### Exercise materials

________

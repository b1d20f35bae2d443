//! Post handlers - listing, search, and ownership-gated CRUD.

use actix_web::{HttpResponse, web};
use serde::Deserialize;
use uuid::Uuid;

use byline_core::service::{ListQuery, NewPost, PostPatch};
use byline_shared::dto::{
    CreatePostRequest, MessageResponse, PostListResponse, PostMutationResponse, PostResponse,
    UpdatePostRequest,
};

use crate::middleware::auth::Identity;
use crate::middleware::error::{AppError, AppResult};
use crate::state::AppState;

/// Query parameters accepted by the listing endpoint.
#[derive(Debug, Deserialize)]
pub struct ListParams {
    pub page: Option<u64>,
    pub limit: Option<u64>,
    pub search: Option<String>,
}

/// GET /api/posts - paginated listing with optional free-text search.
pub async fn list_posts(
    state: web::Data<AppState>,
    params: web::Query<ListParams>,
) -> AppResult<HttpResponse> {
    let params = params.into_inner();

    let page = state
        .posts
        .list(ListQuery {
            term: params.search,
            page: params.page,
            limit: params.limit,
        })
        .await?;

    Ok(HttpResponse::Ok().json(PostListResponse {
        posts: page.items.into_iter().map(PostResponse::summary).collect(),
        total_pages: page.total_pages,
        current_page: page.current_page,
        total_posts: page.total_posts,
    }))
}

/// GET /api/posts/user/{user_id} - all posts by one author, newest first.
pub async fn posts_by_author(
    state: web::Data<AppState>,
    path: web::Path<String>,
) -> AppResult<HttpResponse> {
    let author_id = parse_id(&path)?;

    let posts = state.posts.by_author(author_id).await?;
    let posts: Vec<PostResponse> = posts.into_iter().map(PostResponse::summary).collect();

    Ok(HttpResponse::Ok().json(posts))
}

/// GET /api/posts/{id} - single post with the author's username and email.
pub async fn get_post(
    state: web::Data<AppState>,
    path: web::Path<String>,
) -> AppResult<HttpResponse> {
    let id = parse_id(&path)?;

    let post = state.posts.get(id).await?;

    Ok(HttpResponse::Ok().json(PostResponse::detailed(post)))
}

/// POST /api/posts - create a post authored by the caller.
pub async fn create_post(
    state: web::Data<AppState>,
    identity: Identity,
    body: web::Json<CreatePostRequest>,
) -> AppResult<HttpResponse> {
    let req = body.into_inner();

    let created = state
        .posts
        .create(
            identity.user_id,
            NewPost {
                title: req.title,
                content: req.content,
                excerpt: req.excerpt,
                tags: req.tags.unwrap_or_default(),
                cover_image: req.cover_image.unwrap_or_default(),
            },
        )
        .await?;

    Ok(HttpResponse::Created().json(PostMutationResponse {
        message: "Post created successfully".to_string(),
        post: PostResponse::summary(created),
    }))
}

/// PUT /api/posts/{id} - partial update, owner only.
pub async fn update_post(
    state: web::Data<AppState>,
    identity: Identity,
    path: web::Path<String>,
    body: web::Json<UpdatePostRequest>,
) -> AppResult<HttpResponse> {
    let id = parse_id(&path)?;
    let req = body.into_inner();

    let updated = state
        .posts
        .update(
            identity.user_id,
            id,
            PostPatch {
                title: req.title,
                content: req.content,
                excerpt: req.excerpt,
                tags: req.tags,
                cover_image: req.cover_image,
            },
        )
        .await?;

    Ok(HttpResponse::Ok().json(PostMutationResponse {
        message: "Post updated successfully".to_string(),
        post: PostResponse::summary(updated),
    }))
}

/// DELETE /api/posts/{id} - permanent delete, owner only.
pub async fn delete_post(
    state: web::Data<AppState>,
    identity: Identity,
    path: web::Path<String>,
) -> AppResult<HttpResponse> {
    let id = parse_id(&path)?;

    state.posts.delete(identity.user_id, id).await?;

    Ok(HttpResponse::Ok().json(MessageResponse {
        message: "Post deleted successfully".to_string(),
    }))
}

/// Malformed ids behave exactly like missing records, so the id format
/// never leaks through the error taxonomy.
fn parse_id(raw: &str) -> Result<Uuid, AppError> {
    Uuid::parse_str(raw).map_err(|_| AppError::NotFound("Resource not found".to_string()))
}
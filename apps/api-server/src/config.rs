//! Application configuration loaded from environment variables.

use std::env;

use byline_infra::database::DatabaseConfig;

/// Application configuration.
#[derive(Debug, Clone)]
pub struct AppConfig {
    pub host: String,
    pub port: u16,
    pub json_logs: bool,
    pub database: DatabaseConfig,
}

/// Configuration errors.
#[derive(Debug, thiserror::Error)]
pub enum ConfigError {
    #[error("DATABASE_URL must be set")]
    MissingDatabaseUrl,
}

impl AppConfig {
    /// Load configuration from environment variables. The database URL is
    /// required: without its store the platform has nothing to serve.
    pub fn from_env() -> Result<Self, ConfigError> {
        let database = DatabaseConfig {
            url: env::var("DATABASE_URL").map_err(|_| ConfigError::MissingDatabaseUrl)?,
            max_connections: env::var("DB_MAX_CONNECTIONS")
                .ok()
                .and_then(|s| s.parse().ok())
                .unwrap_or(20),
            min_connections: env::var("DB_MIN_CONNECTIONS")
                .ok()
                .and_then(|s| s.parse().ok())
                .unwrap_or(2),
        };

        Ok(Self {
            host: env::var("HOST").unwrap_or_else(|_| "127.0.0.1".to_string()),
            port: env::var("PORT")
                .ok()
                .and_then(|p| p.parse().ok())
                .unwrap_or(8080),
            json_logs: env::var("LOG_FORMAT")
                .map(|v| v.to_lowercase() == "json")
                .unwrap_or(false),
            database,
        })
    }
}
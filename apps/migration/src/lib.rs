//! Database schema migrations for Byline.

pub use sea_orm_migration::prelude::*;

mod m20250612_000001_create_users;
mod m20250612_000002_create_posts;

pub struct Migrator;

#[async_trait::async_trait]
impl MigratorTrait for Migrator {
    fn migrations() -> Vec<Box<dyn MigrationTrait>> {
        vec![
            Box::new(m20250612_000001_create_users::Migration),
            Box::new(m20250612_000002_create_posts::Migration),
        ]
    }
}
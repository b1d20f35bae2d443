//! SeaORM entities backing the domain types.

pub mod post;
pub mod user;
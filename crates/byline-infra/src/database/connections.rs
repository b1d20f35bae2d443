//! Database connection management.

use std::time::Duration;

use sea_orm::{ConnectOptions, Database, DbConn, DbErr};

/// Connection pool configuration for the post store.
#[derive(Debug, Clone)]
pub struct DatabaseConfig {
    pub url: String,
    pub max_connections: u32,
    pub min_connections: u32,
}

/// Open the connection pool described by the configuration.
pub async fn connect(config: &DatabaseConfig) -> Result<DbConn, DbErr> {
    tracing::info!("Initializing database connection...");

    let opts = ConnectOptions::new(&config.url)
        .max_connections(config.max_connections)
        .min_connections(config.min_connections)
        .connect_timeout(Duration::from_secs(10))
        .idle_timeout(Duration::from_secs(300))
        .sqlx_logging(true)
        .to_owned();

    let conn = Database::connect(opts).await?;
    tracing::info!(pool = config.max_connections, "Database connected");

    Ok(conn)
}
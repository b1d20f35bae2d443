//! Error handling middleware - RFC 7807 compliant responses.

use std::fmt;

use actix_web::{HttpResponse, ResponseError, http::StatusCode};

use byline_core::error::{DomainError, RepoError};
use byline_shared::ErrorResponse;

/// Application-level error type that converts to RFC 7807 responses.
#[derive(Debug)]
pub enum AppError {
    NotFound(String),
    BadRequest(String),
    Unauthorized,
    Forbidden,
    Conflict(String),
    Internal(String),
}

impl fmt::Display for AppError {
    fn fmt(&self, f: &mut fmt::Formatter<'_>) -> fmt::Result {
        match self {
            AppError::NotFound(msg) => write!(f, "Not found: {msg}"),
            AppError::BadRequest(msg) => write!(f, "Bad request: {msg}"),
            AppError::Unauthorized => write!(f, "Unauthorized"),
            AppError::Forbidden => write!(f, "Forbidden"),
            AppError::Conflict(msg) => write!(f, "Conflict: {msg}"),
            AppError::Internal(msg) => write!(f, "Internal error: {msg}"),
        }
    }
}

impl ResponseError for AppError {
    fn status_code(&self) -> StatusCode {
        match self {
            AppError::NotFound(_) => StatusCode::NOT_FOUND,
            AppError::BadRequest(_) => StatusCode::BAD_REQUEST,
            AppError::Unauthorized => StatusCode::UNAUTHORIZED,
            AppError::Forbidden => StatusCode::FORBIDDEN,
            AppError::Conflict(_) => StatusCode::CONFLICT,
            AppError::Internal(_) => StatusCode::INTERNAL_SERVER_ERROR,
        }
    }

    fn error_response(&self) -> HttpResponse {
        let error = match self {
            AppError::NotFound(detail) => ErrorResponse::not_found(detail),
            AppError::BadRequest(detail) => ErrorResponse::bad_request(detail),
            AppError::Unauthorized => ErrorResponse::unauthorized(),
            AppError::Forbidden => ErrorResponse::forbidden(),
            AppError::Conflict(detail) => ErrorResponse::new(409, "Conflict").with_detail(detail),
            AppError::Internal(detail) => {
                // Log internal errors; the body stays generic
                tracing::error!("Internal error: {detail}");
                ErrorResponse::internal_error()
            }
        };

        HttpResponse::build(self.status_code()).json(error)
    }
}

// Conversion from domain errors
impl From<DomainError> for AppError {
    fn from(err: DomainError) -> Self {
        match err {
            DomainError::NotFound { entity, id } => {
                AppError::NotFound(format!("{entity} with id {id} not found"))
            }
            DomainError::Validation(msg) => AppError::BadRequest(msg),
            DomainError::Duplicate(msg) => AppError::Conflict(msg),
            DomainError::Unauthorized => AppError::Unauthorized,
            DomainError::Forbidden => AppError::Forbidden,
            DomainError::Storage(err) => AppError::from(err),
        }
    }
}

impl From<RepoError> for AppError {
    fn from(err: RepoError) -> Self {
        match err {
            RepoError::NotFound => AppError::NotFound("Resource not found".to_string()),
            RepoError::Constraint(msg) => AppError::Conflict(msg),
            RepoError::Connection(msg) => {
                tracing::error!("Database connection error: {msg}");
                AppError::Internal("Database error".to_string())
            }
            RepoError::Query(msg) => {
                tracing::error!("Database query error: {msg}");
                AppError::Internal("Database error".to_string())
            }
        }
    }
}

/// Result type alias for handlers.
pub type AppResult<T> = Result<T, AppError>;
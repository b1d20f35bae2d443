//! Argon2 password hashing implementation.

use argon2::{
    Argon2,
    password_hash::{PasswordHash, PasswordHasher, PasswordVerifier, SaltString, rand_core::OsRng},
};

use byline_core::ports::{AuthError, PasswordService};

/// Argon2-based password service.
pub struct Argon2PasswordService {
    argon2: Argon2<'static>,
}

impl Argon2PasswordService {
    pub fn new() -> Self {
        Self {
            argon2: Argon2::default(),
        }
    }
}

impl Default for Argon2PasswordService {
    fn default() -> Self {
        Self::new()
    }
}

impl PasswordService for Argon2PasswordService {
    fn hash(&self, password: &str) -> Result<String, AuthError> {
        let salt = SaltString::generate(&mut OsRng);

        self.argon2
            .hash_password(password.as_bytes(), &salt)
            .map(|h| h.to_string())
            .map_err(|e| AuthError::HashingError(e.to_string()))
    }

    fn verify(&self, password: &str, hash: &str) -> Result<bool, AuthError> {
        let parsed_hash =
            PasswordHash::new(hash).map_err(|e| AuthError::HashingError(e.to_string()))?;

        Ok(self
            .argon2
            .verify_password(password.as_bytes(), &parsed_hash)
            .is_ok())
    }
}
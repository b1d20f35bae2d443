//! PostgreSQL persistence for posts and users.

mod connections;
pub mod entity;
mod postgres_repo;
mod search;

pub use connections::{DatabaseConfig, connect};
pub use sea_orm::DbErr;
pub use postgres_repo::{PostgresPostRepository, PostgresUserRepository};
pub use search::search_filter;

#[cfg(test)]
mod tests;
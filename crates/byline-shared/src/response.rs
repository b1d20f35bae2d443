//! Standardized API error body (RFC 7807 compliant).

use serde::{Deserialize, Serialize};

/// RFC 7807 Problem Details for HTTP APIs.
///
/// See: https://datatracker.ietf.org/doc/html/rfc7807
#[derive(Debug, Clone, Serialize, Deserialize)]
pub struct ErrorResponse {
    /// A URI reference that identifies the problem type.
    #[serde(rename = "type")]
    pub error_type: String,

    /// A short, human-readable summary of the problem type.
    pub title: String,

    /// The HTTP status code.
    pub status: u16,

    /// A human-readable explanation specific to this occurrence.
    #[serde(skip_serializing_if = "Option::is_none")]
    pub detail: Option<String>,

    /// A URI reference that identifies the specific occurrence.
    #[serde(skip_serializing_if = "Option::is_none")]
    pub instance: Option<String>,
}

impl ErrorResponse {
    pub fn new(status: u16, title: impl Into<String>) -> Self {
        Self {
            error_type: "about:blank".to_string(),
            title: title.into(),
            status,
            detail: None,
            instance: None,
        }
    }

    pub fn with_detail(mut self, detail: impl Into<String>) -> Self {
        self.detail = Some(detail.into());
        self
    }

    // Common error constructors
    pub fn bad_request(detail: impl Into<String>) -> Self {
        Self::new(400, "Bad Request").with_detail(detail)
    }

    pub fn unauthorized() -> Self {
        Self::new(401, "Unauthorized")
    }

    pub fn forbidden() -> Self {
        Self::new(403, "Forbidden")
    }

    pub fn not_found(detail: impl Into<String>) -> Self {
        Self::new(404, "Not Found").with_detail(detail)
    }

    pub fn internal_error() -> Self {
        Self::new(500, "Internal Server Error")
    }
}
//! The consumer engine.
//!
//! One task owns every piece of mutable consumer state: the receive loop,
//! the in-flight counter, the delete batcher and the visibility extender.
//! The facade and [`Message`] handles reach it only through the command
//! channel, so all state transitions are serialized without locks. At most
//! one receive call is on the wire at a time; cancelling it is done by
//! dropping its future.

use std::{collections::HashSet, future::Future, pin::Pin, sync::Arc, time::Duration};

use tokio::{
    sync::{mpsc, oneshot},
    time::{sleep_until, Instant},
};

use crate::{
    batching::{DeleteBatcher, PendingDelete},
    config::Config,
    events::{Event, EventBus},
    extender::{ExtenderAction, TimeoutExtender},
    inflight::{InflightCounter, InflightEdge},
    message::Message,
    service::{DeleteEntry, IncomingMessage, QueueService, ReceiveRequest, SharedService},
    QueueError, Result,
};

/// Work marshalled into the engine task.
pub(crate) enum Command {
    Delete {
        message: Message,
        done: Option<oneshot::Sender<Result<()>>>,
    },
    Release {
        message: Message,
        done: Option<oneshot::Sender<Result<()>>>,
    },
    Handled {
        message: Message,
    },
    ChangeVisibility {
        receipt_handle: String,
        timeout: Duration,
        done: Option<oneshot::Sender<Result<()>>>,
    },
    Stop {
        soft: bool,
        drain_deadline: Option<Duration>,
        done: oneshot::Sender<bool>,
    },
}

struct StopWaiter {
    done: oneshot::Sender<bool>,
    deadline: Option<Instant>,
}

type PollFuture = Pin<Box<dyn Future<Output = Result<Vec<IncomingMessage>>> + Send>>;

pub(crate) struct Engine {
    service: SharedService,
    events: EventBus,
    config: Config,
    queue_url: String,
    /// Handed to every constructed [`Message`] as its consumer back-reference.
    commands: mpsc::UnboundedSender<Command>,

    inflight: InflightCounter,
    /// Receipt handles currently occupying an in-flight slot. Guards each
    /// delivery against more than one terminal transition.
    inflight_handles: HashSet<String>,
    deletes: DeleteBatcher,
    extender: Option<TimeoutExtender>,

    stopping: bool,
    /// Earliest instant the next poll may start; `None` means immediately.
    next_poll_at: Option<Instant>,
    stop_waiters: Vec<StopWaiter>,
}
//! Batch assembly for deletes and sends.
//!
//! Deletes are demand-driven: acknowledgements trickle in from handlers and
//! are held until either the batch fills or a time threshold lapses, so a
//! slow trickle still gets acknowledged promptly. Sends are caller-driven:
//! the caller already has the whole set, so it is chunked to the service cap
//! and dispatched in parallel.

use std::{collections::VecDeque, time::Duration};

use tokio::{sync::oneshot, time::Instant};

use crate::{
    config::MAX_BATCH,
    message::Message,
    service::{BatchResult, SendEntry, SendOptions, SendReceipt},
    Result,
};

/// An acknowledgement waiting for the next delete batch.
pub(crate) struct PendingDelete {
    pub(crate) message: Message,
    /// Resolved with this entry's outcome when its batch lands.
    pub(crate) done: Option<oneshot::Sender<Result<()>>>,
}

/// Accumulates delete entries and decides when to flush.
///
/// The owner (the engine) calls [`enqueue`][Self::enqueue] and flushes when
/// it returns `true` or when [`deadline`][Self::deadline] passes. The timer
/// is cleared by [`take_batch`][Self::take_batch] so a flush never leaves a
/// ghost deadline behind, and [`after_flush`][Self::after_flush] re-arms it
/// while entries remain.
pub(crate) struct DeleteBatcher {
    pending: VecDeque<PendingDelete>,
    deadline: Option<Instant>,
    batch_size: usize,
    max_wait: Duration,
}

impl DeleteBatcher {
    pub(crate) fn new(batch_size: usize, max_wait: Duration) -> Self {
        Self {
            pending: VecDeque::new(),
            deadline: None,
            batch_size: batch_size.clamp(1, MAX_BATCH),
            max_wait,
        }
    }

    /// Queues one acknowledgement. Returns `true` when the size threshold
    /// is met and the caller should flush immediately.
    pub(crate) fn enqueue(&mut self, entry: PendingDelete) -> bool {
        self.pending.push_back(entry);
        if self.pending.len() >= self.batch_size {
            self.deadline = None;
            true
        } else {
            if self.deadline.is_none() {
                self.deadline = Some(Instant::now() + self.max_wait);
            }
            false
        }
    }

    /// The instant at which a partial batch must be flushed anyway.
    pub(crate) fn deadline(&self) -> Option<Instant> {
        self.deadline
    }

    /// Takes up to one service call's worth of entries and clears the
    /// timer.
    pub(crate) fn take_batch(&mut self) -> Vec<PendingDelete> {
        self.deadline = None;
        let n = self.pending.len().min(MAX_BATCH);
        self.pending.drain(..n).collect()
    }

    /// Called once a flush has landed. Returns `true` when enough entries
    /// accumulated during the flush to warrant another one right away;
    /// otherwise re-arms the timer for any stragglers.
    pub(crate) fn after_flush(&mut self) -> bool {
        if self.pending.len() >= self.batch_size {
            true
        } else {
            if !self.pending.is_empty() && self.deadline.is_none() {
                self.deadline = Some(Instant::now() + self.max_wait);
            }
            false
        }
    }

    pub(crate) fn is_empty(&self) -> bool {
        self.pending.is_empty()
    }

    pub(crate) fn len(&self) -> usize {
        self.pending.len()
    }
}

/// Splits caller-supplied bodies into service-sized send batches, assigning
/// the stable entry IDs `"0".."N-1"` that the merged result is ordered by.
pub(crate) fn chunk_send_entries(bodies: Vec<String>, opts: &SendOptions) -> Vec<Vec<SendEntry>> {
    let entries: Vec<SendEntry> = bodies
        .into_iter()
        .enumerate()
        .map(|(i, body)| SendEntry {
            id: i.to_string(),
            body,
            delay: opts.delay,
            attributes: opts.attributes.clone(),
            message_group_id: opts.message_group_id.clone(),
            deduplication_id: opts.deduplication_id.clone(),
        })
        .collect();

    let mut chunks = Vec::with_capacity(entries.len().div_ceil(MAX_BATCH));
    let mut entries = entries.into_iter().peekable();
    while entries.peek().is_some() {
        chunks.push(entries.by_ref().take(MAX_BATCH).collect());
    }
    chunks
}

/// Merges per-chunk results back into one, ordered by entry ID so the
/// output lines up with the caller's input.
pub(crate) fn merge_batch_results(
    results: Vec<BatchResult<SendReceipt>>,
) -> BatchResult<SendReceipt> {
    let mut merged = BatchResult::default();
    for result in results {
        merged.successful.extend(result.successful);
        merged.failed.extend(result.failed);
    }
    let by_id = |id: &str| id.parse::<usize>().unwrap_or(usize::MAX);
    merged.successful.sort_by_key(|r| by_id(&r.id));
    merged.failed.sort_by_key(|f| by_id(&f.id));
    merged
}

________

### Exercise requirements
Using the listing, copy every line where the word "IncomingMessage" shows up.

### Response below
    service::{DeleteEntry, IncomingMessage, QueueService, ReceiveRequest, SharedService},
type PollFuture = Pin<Box<dyn Future<Output = Result<Vec<IncomingMessage>>> + Send>>;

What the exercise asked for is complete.